One afternoon in 1957 Burgess was working a session. With some studio time remaining, Burgess asked the other musicians to stay to help him come up with a B-side for a record he had previously recorded.One musician offered a Tex-Mex sax line, another a snappy guitar riff, the drummer played a backbeat on the bell of his cymbal and Burgess plucked the muted strings of his electric guitar.The song was called "Tequila" and was spoken after each bridge. In ten minutes they had a take.
Everyone who heard the tune liked it and Challenge decided to release it immediately. However, the group needed a name, and someone suggested Champions, after Autrey's famous horse. The Champions became the Champs, and demo copies were sent to major deejays across the country in late December, 1957. "Tequila" was topping both the "pop" and R&B charts by March 1958 and went on to sell a million copies and win the 1958 Grammy for Best Rhythm and Blues Performance.
Request soon began coming in for personal appearances. Burgess, Chuck Rios-saxophone and Gene Alden -drums (these two had played at the Tequila session) were joined by Dale Norris - guitarist and Joe Burnass- bass, made up a working combo. The group hit the road with little rehearsal or preparation and it showed. Rio, an old hand at live performing became upset with the lack of professionalism and left the group in June, 1958. Several other personal changes followed.
In April, the second single "El Rancho Rock" was released. Another Tex-Mex tune it was based on a traditional Mexican song "El Rancho Grande" and sold about a half million copies in two and a half months. The third single "Chariot Rock" released in July sold moderately well
With constant personal changes there was little loyalty between members and performing became a "job." After "Chariot Rock" it wouldn't be until "Too Much Tequila," that the group would have another hit in early, 1960. The single sold well enough to keep the band on the road for another couple of years.

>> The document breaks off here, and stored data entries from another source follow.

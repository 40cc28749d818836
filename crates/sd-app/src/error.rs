//! Error types for the sd-app service layer.

use std::path::PathBuf;

/// Application error wrapping the errors of the database crates, shared by
/// the library API and the CLI.
#[derive(Debug, thiserror::Error)]
pub enum AppError {
    #[error("Failed to read config file: {path}")]
    ConfigRead {
        path: PathBuf,
        source: std::io::Error,
    },

    #[error("Config error: {0}")]
    Config(String),

    #[error("Model not found: {0}")]
    ModelNotFound(String),

    #[error("Invalid input: {0}")]
    InvalidInput(String),

    #[error("Database integrity violated at {path}: {reason}")]
    Integrity { path: PathBuf, reason: String },

    #[error("{0}")]
    Core(#[from] sd_core::CoreError),

    #[error("Store error: {0}")]
    Store(#[from] sd_store::StoreError),

    #[error("Job error: {0}")]
    Job(#[from] sd_job::JobError),

    #[error("Spinup error: {0}")]
    Spinup(#[from] sd_spinup::SpinupError),

    #[error("Trajectory error: {0}")]
    Trajectory(#[from] sd_trajectory::TrajectoryError),

    #[error("Derivative error: {0}")]
    Derivative(#[from] sd_deriv::DerivativeError),

    #[error("Array shape error: {0}")]
    Shape(#[from] ndarray::ShapeError),

    #[error("I/O error: {0}")]
    Io(#[from] std::io::Error),
}

/// Result type for sd-app operations.
pub type AppResult<T> = Result<T, AppError>;
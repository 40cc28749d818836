use std::path::PathBuf;
use std::sync::Arc;
use std::time::Duration;

use indexmap::IndexMap;
use ndarray::{ArrayD, array};
use sd_app::{
    AppError, DataSets, DatabaseConfig, DerivativeSettings, Model, ModelDefinition,
    check_integrity, option_sets,
};
use sd_core::{DerivativeOptions, ModelOptions, SpinupOptions, TIME_STEPS};
use sd_job::{
    BatchSystem, FileJobBackend, InitialState, LocalBatch, SimulationInput, SimulationOutput,
    Simulator, TracerTrajectory,
};
use sd_spinup::RunChain;

fn unique_temp_dir(prefix: &str) -> PathBuf {
    std::env::temp_dir().join(format!("{}_{}", prefix, uuid::Uuid::new_v4()))
}

/// Every simulated year adds `p0 + 2 p1` to each of two cells.
struct Linear;

impl Simulator for Linear {
    fn simulate(&self, input: &SimulationInput<'_>) -> Result<SimulationOutput, String> {
        let config = input.config;
        let rate = config.parameters[0] + 2.0 * config.parameters[1];
        let mut final_state = IndexMap::new();
        for (i, tracer) in config.tracers.iter().enumerate() {
            let start = match &input.initial_state {
                InitialState::Constant(c) => vec![c[i]; 2],
                InitialState::Fields(fields) => fields[tracer].clone(),
            };
            let state: Vec<f64> = start
                .iter()
                .map(|v| v * config.concentration_factor + f64::from(config.years) * rate)
                .collect();
            final_state.insert(tracer.clone(), state);
        }
        let trajectory = config.write_trajectory.then(|| {
            final_state
                .iter()
                .map(|(tracer, state): (&String, &Vec<f64>)| {
                    let trajectory = TracerTrajectory {
                        time_dim: 1,
                        coordinates: vec![[0.0, 0.0, 0.0], [180.0, 0.0, 0.0]],
                        values: vec![state.clone()],
                    };
                    (tracer.clone(), trajectory)
                })
                .collect()
        });
        Ok(SimulationOutput {
            final_state,
            achieved_years: config.years,
            achieved_tolerance: 1.0 / (1.0 + f64::from(config.years)),
            trajectory,
        })
    }
}

struct Fixture {
    config: DatabaseConfig,
    batch: Arc<LocalBatch<Linear>>,
}

impl Fixture {
    fn new(prefix: &str, start_from_closest: bool) -> Self {
        let root = unique_temp_dir(prefix);
        let config = DatabaseConfig {
            root: root.clone(),
            output_root_env_var: "SD_APP_TEST_ROOT_UNSET".to_string(),
            start_from_closest_parameters: start_from_closest,
            tmp_dir: Some(root.join("tmp")),
            models: vec![ModelDefinition {
                name: "N".to_string(),
                tracers: vec!["N".to_string()],
                parameter_bounds: vec![[0.0, 10.0], [0.0, 10.0]],
                parameters_typical_values: vec![1.0, 1.0],
                default_parameters: vec![1.0, 0.5],
                default_concentrations: vec![1.0],
            }],
            ..DatabaseConfig::default()
        };
        config.validate().unwrap();
        let batch = Arc::new(LocalBatch::new(Linear, config.output_root()));
        Self { config, batch }
    }

    fn options(&self) -> ModelOptions {
        let mut options = self.config.model_options("N").unwrap();
        options.spinup_options = SpinupOptions::years_only(10);
        options.derivative_options = DerivativeOptions {
            years: 5,
            step_size: 1e-3,
            accuracy_order: 1,
            parameters_typical_values: None,
        };
        options
    }

    fn model(&self) -> Model<FileJobBackend> {
        let batch: Arc<dyn BatchSystem> = self.batch.clone();
        let backend = FileJobBackend::new(batch, self.config.output_root(), Duration::from_millis(5));
        Model::new(&self.config, self.options(), backend).unwrap()
    }
}

fn assert_all_close(values: &ArrayD<f64>, expected: f64) {
    assert!(
        values.iter().all(|v| (v - expected).abs() <= 1e-6 * expected.abs().max(1.0)),
        "{values:?} != {expected}"
    );
}

#[test]
fn f_all_after_spinup() {
    let fx = Fixture::new("sd_app_f_all", false);
    let mut model = fx.model();

    let f = model.f_all(1, None).unwrap();
    // 1 + 10 * 2 after the spinup, one more year in the trajectory run.
    assert_eq!(f["N"].shape(), &[1, 2]);
    assert_all_close(&f["N"], 23.0);

    assert_eq!(model.parameters().unwrap(), vec![1.0, 0.5]);
    let chain = RunChain::discover(&model.spinup_dir().unwrap()).unwrap();
    assert_eq!(chain.len(), 1);
    assert_eq!(model.run().unwrap().total_years, 10);
}

#[test]
fn unknown_tracer_is_rejected() {
    let fx = Fixture::new("sd_app_tracer", false);
    let mut model = fx.model();
    let requested = vec!["DOP".to_string()];
    assert!(model.f_all(1, Some(requested.as_slice())).is_err());
    assert_eq!(fx.batch.submissions(), 0);
}

#[test]
fn resolved_run_is_reused_until_options_change() {
    let fx = Fixture::new("sd_app_memo", false);
    let mut model = fx.model();

    model.f_all(1, None).unwrap();
    assert_eq!(fx.batch.submissions(), 2);

    // Same values do not invalidate the resolved run.
    model.set_parameters(vec![1.0, 0.5]).unwrap();
    model.f_all(1, None).unwrap();
    assert_eq!(fx.batch.submissions(), 3);

    model.set_spinup_options(SpinupOptions::years_only(12)).unwrap();
    let f = model.f_all(1, None).unwrap();
    assert_all_close(&f["N"], 27.0);
    assert_eq!(model.run().unwrap().total_years, 12);
    let chain = RunChain::discover(&model.spinup_dir().unwrap()).unwrap();
    assert_eq!(chain.len(), 2);
}

#[test]
fn out_of_bounds_parameters_are_rejected() {
    let fx = Fixture::new("sd_app_bounds", false);
    let mut model = fx.model();
    assert!(matches!(
        model.set_parameters(vec![11.0, 0.5]),
        Err(AppError::InvalidInput(_))
    ));
    assert!(model.set_time_step(3).is_err());
}

#[test]
fn new_parameter_set_starts_from_closest() {
    let fx = Fixture::new("sd_app_closest", true);
    let mut model = fx.model();
    model.run().unwrap();
    let first_set = model.parameter_set_dir().unwrap();

    model.set_parameters(vec![2.0, 0.5]).unwrap();
    assert_eq!(model.closest_parameter_set_dir().unwrap(), Some(first_set));

    // Warm start from 21, then ten years at rate 3.
    let f = model.f_all(1, None).unwrap();
    assert_all_close(&f["N"], 54.0);
}

#[test]
fn closest_parameter_set_needs_a_run() {
    let fx = Fixture::new("sd_app_closest_runs", true);
    let mut model = fx.model();
    model.run().unwrap();
    let first_set = model.parameter_set_dir().unwrap();

    // Stored, but never spun up.
    model.set_parameters(vec![3.0, 0.5]).unwrap();
    model.parameter_set_dir().unwrap();

    model.set_parameters(vec![3.5, 0.5]).unwrap();
    assert_eq!(model.closest_parameter_set_dir().unwrap(), Some(first_set));
}

#[test]
fn f_points_splits_data_sets() {
    let fx = Fixture::new("sd_app_points", false);
    let mut model = fx.model();

    let mut sets = DataSets::new();
    sets.insert("a".to_string(), array![[0.0, 0.0, 0.0, 0.0], [0.5, 180.0, 0.0, 0.0]].into_dyn());
    sets.insert("b".to_string(), array![[0.25, 90.0, 0.0, 0.0]].into_dyn());
    let mut points = IndexMap::new();
    points.insert("N".to_string(), sets);

    let f = model.f_points(&points).unwrap();
    assert_eq!(f["N"]["a"].shape(), &[2]);
    assert_eq!(f["N"]["b"].shape(), &[1]);
    assert_all_close(&f["N"]["a"], 23.0);

    let df = model.df_points(&points, DerivativeSettings::default()).unwrap();
    assert_eq!(df["N"]["a"].shape(), &[2, 2]);
    assert_eq!(df["N"]["b"].shape(), &[1, 2]);
}

#[test]
fn df_all_of_linear_model() {
    let fx = Fixture::new("sd_app_df", false);
    let mut model = fx.model();

    let df = model.df_all(1, None, DerivativeSettings::default()).unwrap();
    let df = &df["N"];
    assert_eq!(df.shape(), &[1, 2, 2]);
    for cell in 0..2 {
        assert!((df[[0, cell, 0]] - 6.0).abs() < 1e-6);
        assert!((df[[0, cell, 1]] - 12.0).abs() < 1e-6);
    }
    let derivative_dir = model.derivative_dir().unwrap();
    assert!(derivative_dir.join("partial_derivative_p0_1").is_dir());
}

#[test]
fn option_sets_and_integrity() {
    let fx = Fixture::new("sd_app_database", false);
    let mut model = fx.model();
    model.run().unwrap();
    model.set_parameters(vec![2.0, 0.5]).unwrap();
    model.run().unwrap();

    let names = fx.config.model_names();
    let sets = option_sets(&fx.config, &names, &TIME_STEPS, false).unwrap();
    assert_eq!(sets.len(), 2);
    assert!(sets.iter().all(|s| s.time_step == 1 && s.use_constant_concentrations));
    assert_eq!(sets[1].parameters, vec![2.0, 0.5]);
    check_integrity(&fx.config, &names).unwrap();

    // A stored parameter set without any run.
    model.set_parameters(vec![3.0, 0.5]).unwrap();
    model.parameter_set_dir().unwrap();
    assert!(matches!(
        check_integrity(&fx.config, &names),
        Err(AppError::Integrity { .. })
    ));
}

#[test]
fn unreadable_spinup_dir_is_skipped_in_best_effort_mode() {
    let fx = Fixture::new("sd_app_best_effort", false);
    let mut model = fx.model();
    model.run().unwrap();

    let names = fx.config.model_names();
    let sets = option_sets(&fx.config, &names, &TIME_STEPS, true).unwrap();
    assert_eq!(sets.len(), 1);
    assert_eq!(sets[0].run_chain(true).unwrap().len(), 1);

    let spinup_dir = sets[0].spinup_dir();
    std::fs::remove_dir_all(&spinup_dir).unwrap();
    std::fs::write(&spinup_dir, "not a directory").unwrap();

    assert!(matches!(
        sets[0].run_chain(false),
        Err(AppError::Spinup(sd_spinup::SpinupError::FilesystemAccess { .. }))
    ));
    assert!(sets[0].run_chain(true).unwrap().is_empty());
    assert!(check_integrity(&fx.config, &names).is_err());
}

They went almost another two years before they had a hit "Limbo Rock." "Limbo Rock" remained popular through the summer of 1962 until Chubby Checker's vocal version came out. They were again rejuvenated as a touring unit. Again the group faced personal changes, including a brief membership by guitarist/vocalist Delaney Bramlett (later of Delaney and Bonnie), before disbanding in 1965. To other ex-Champs, Jimmy Seals and Dash Crofts, went on to form the Dawnbreakers before they reemerged in 1970 as Seals and Crofts.